_Work to complete_
Below is a set of entries; copy all of them exactly.

_Data to use_
◇ ◇ ◇ ◇ ◇

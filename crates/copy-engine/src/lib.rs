//! AI-assisted marketing copy generation.
//!
//! Wraps an external text-generation provider behind [`CopyProvider`], with
//! deterministic local defaults when the provider is missing, unreachable or
//! returns garbage. Bulk generation ([`CopyEngine::generate_content`]) never
//! fails; single-field helpers propagate errors since there is no shape to
//! partially salvage.

pub mod error;
pub mod fallback;
pub mod parse;
pub mod prompt;
pub mod provider;

pub use error::{CopyError, ProviderError};
pub use provider::{CopyProvider, HttpCopyProvider};

use std::collections::HashMap;
use std::sync::Mutex;

use shared_types::{AgentProfile, GeneratedContent, Property};
use tracing::warn;

/// Copy generation entry point.
pub struct CopyEngine<P: CopyProvider> {
    provider: Option<P>,
    /// Process-local response cache keyed by the serialized profile
    /// snapshot. Saves repeat provider calls for an unchanged profile; no
    /// eviction beyond process lifetime.
    cache: Mutex<HashMap<String, GeneratedContent>>,
}

impl<P: CopyProvider> CopyEngine<P> {
    /// `None` disables the provider; generation still works off defaults.
    pub fn new(provider: Option<P>) -> Self {
        CopyEngine {
            provider,
            cache: Mutex::new(HashMap::new()),
        }
    }

    pub fn is_enabled(&self) -> bool {
        self.provider.is_some()
    }

    /// Generate the full copy bundle for an agent profile snapshot.
    ///
    /// Infallible: provider failures of any kind degrade to the
    /// deterministic default bundle.
    pub async fn generate_content(&self, agent: &AgentProfile) -> GeneratedContent {
        let cache_key =
            serde_json::to_string(agent).unwrap_or_else(|_| format!("agent:{}", agent.name));

        if let Some(hit) = self
            .cache
            .lock()
            .expect("copy cache poisoned")
            .get(&cache_key)
        {
            return hit.clone();
        }

        let content = match &self.provider {
            None => fallback::content(agent),
            Some(provider) => match provider.complete(&prompt::content_bundle(agent)).await {
                Ok(raw) => parse::content_from_response(&raw, agent),
                Err(err) => {
                    warn!("copy provider failed, serving default bundle: {}", err);
                    fallback::content(agent)
                }
            },
        };

        self.cache
            .lock()
            .expect("copy cache poisoned")
            .insert(cache_key, content.clone());
        content
    }

    async fn single_field(&self, prompt: String) -> Result<String, CopyError> {
        let provider = self.provider.as_ref().ok_or(CopyError::Disabled)?;
        let raw = provider.complete(&prompt).await?;
        let text = parse::clean_text(&raw);
        if text.is_empty() {
            return Err(CopyError::EmptyAnswer);
        }
        Ok(text)
    }

    /// Suggest a professional bio.
    pub async fn generate_bio(&self, agent: &AgentProfile) -> Result<String, CopyError> {
        self.single_field(prompt::bio(agent)).await
    }

    /// Suggest a tagline.
    pub async fn generate_tagline(&self, agent: &AgentProfile) -> Result<String, CopyError> {
        self.single_field(prompt::tagline(agent)).await
    }

    /// Write a listing description.
    pub async fn generate_property_description(
        &self,
        property: &Property,
    ) -> Result<String, CopyError> {
        self.single_field(prompt::property_description(property))
            .await
    }

    /// Tighten user-written copy without changing its claims.
    pub async fn optimize_content(&self, text: &str) -> Result<String, CopyError> {
        self.single_field(prompt::optimize(text)).await
    }
}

◇ ◇ ◇ ◇ ◇

_Answer space_
filename crates/copy-engine/src/lib.rs
//! AI-assisted marketing copy generation.
//!
//! Wraps an external text-generation provider behind [`CopyProvider`], with
//! deterministic local defaults when the provider is missing, unreachable or
//! returns garbage. Bulk generation ([`CopyEngine::generate_content`]) never
//! fails; single-field helpers propagate errors since there is no shape to
//! partially salvage.

pub mod error;
pub mod fallback;
pub mod parse;
pub mod prompt;
pub mod provider;

pub use error::{CopyError, ProviderError};
pub use provider::{CopyProvider, HttpCopyProvider};

use std::collections::HashMap;
use std::sync::Mutex;

use shared_types::{AgentProfile, GeneratedContent, Property};
use tracing::warn;

/// Copy generation entry point.
pub struct CopyEngine<P: CopyProvider> {
    provider: Option<P>,
    /// Process-local response cache keyed by the serialized profile
    /// snapshot. Saves repeat provider calls for an unchanged profile; no
    /// eviction beyond process lifetime.
    cache: Mutex<HashMap<String, GeneratedContent>>,
}

impl<P: CopyProvider> CopyEngine<P> {
    /// `None` disables the provider; generation still works off defaults.
    pub fn new(provider: Option<P>) -> Self {
        CopyEngine {
            provider,
            cache: Mutex::new(HashMap::new()),
        }
    }

    pub fn is_enabled(&self) -> bool {
        self.provider.is_some()
    }

    /// Generate the full copy bundle for an agent profile snapshot.
    ///
    /// Infallible: provider failures of any kind degrade to the
    /// deterministic default bundle.
    pub async fn generate_content(&self, agent: &AgentProfile) -> GeneratedContent {
        let cache_key =
            serde_json::to_string(agent).unwrap_or_else(|_| format!("agent:{}", agent.name));

        if let Some(hit) = self
            .cache
            .lock()
            .expect("copy cache poisoned")
            .get(&cache_key)
        {
            return hit.clone();
        }

        let content = match &self.provider {
            None => fallback::content(agent),
            Some(provider) => match provider.complete(&prompt::content_bundle(agent)).await {
                Ok(raw) => parse::content_from_response(&raw, agent),
                Err(err) => {
                    warn!("copy provider failed, serving default bundle: {}", err);
                    fallback::content(agent)
                }
            },
        };

        self.cache
            .lock()
            .expect("copy cache poisoned")
            .insert(cache_key, content.clone());
        content
    }

    async fn single_field(&self, prompt: String) -> Result<String, CopyError> {
        let provider = self.provider.as_ref().ok_or(CopyError::Disabled)?;
        let raw = provider.complete(&prompt).await?;
        let text = parse::clean_text(&raw);
        if text.is_empty() {
            return Err(CopyError::EmptyAnswer);
        }
        Ok(text)
    }

    /// Suggest a professional bio.
    pub async fn generate_bio(&self, agent: &AgentProfile) -> Result<String, CopyError> {
        self.single_field(prompt::bio(agent)).await
    }

    /// Suggest a tagline.
    pub async fn generate_tagline(&self, agent: &AgentProfile) -> Result<String, CopyError> {
        self.single_field(prompt::tagline(agent)).await
    }

    /// Write a listing description.
    pub async fn generate_property_description(
        &self,
        property: &Property,
    ) -> Result<String, CopyError> {
        self.single_field(prompt::property_description(property))
            .await
    }

    /// Tighten user-written copy without changing its claims.
    pub async fn optimize_content(&self, text: &str) -> Result<String, CopyError> {
        self.single_field(prompt::optimize(text)).await
    }
}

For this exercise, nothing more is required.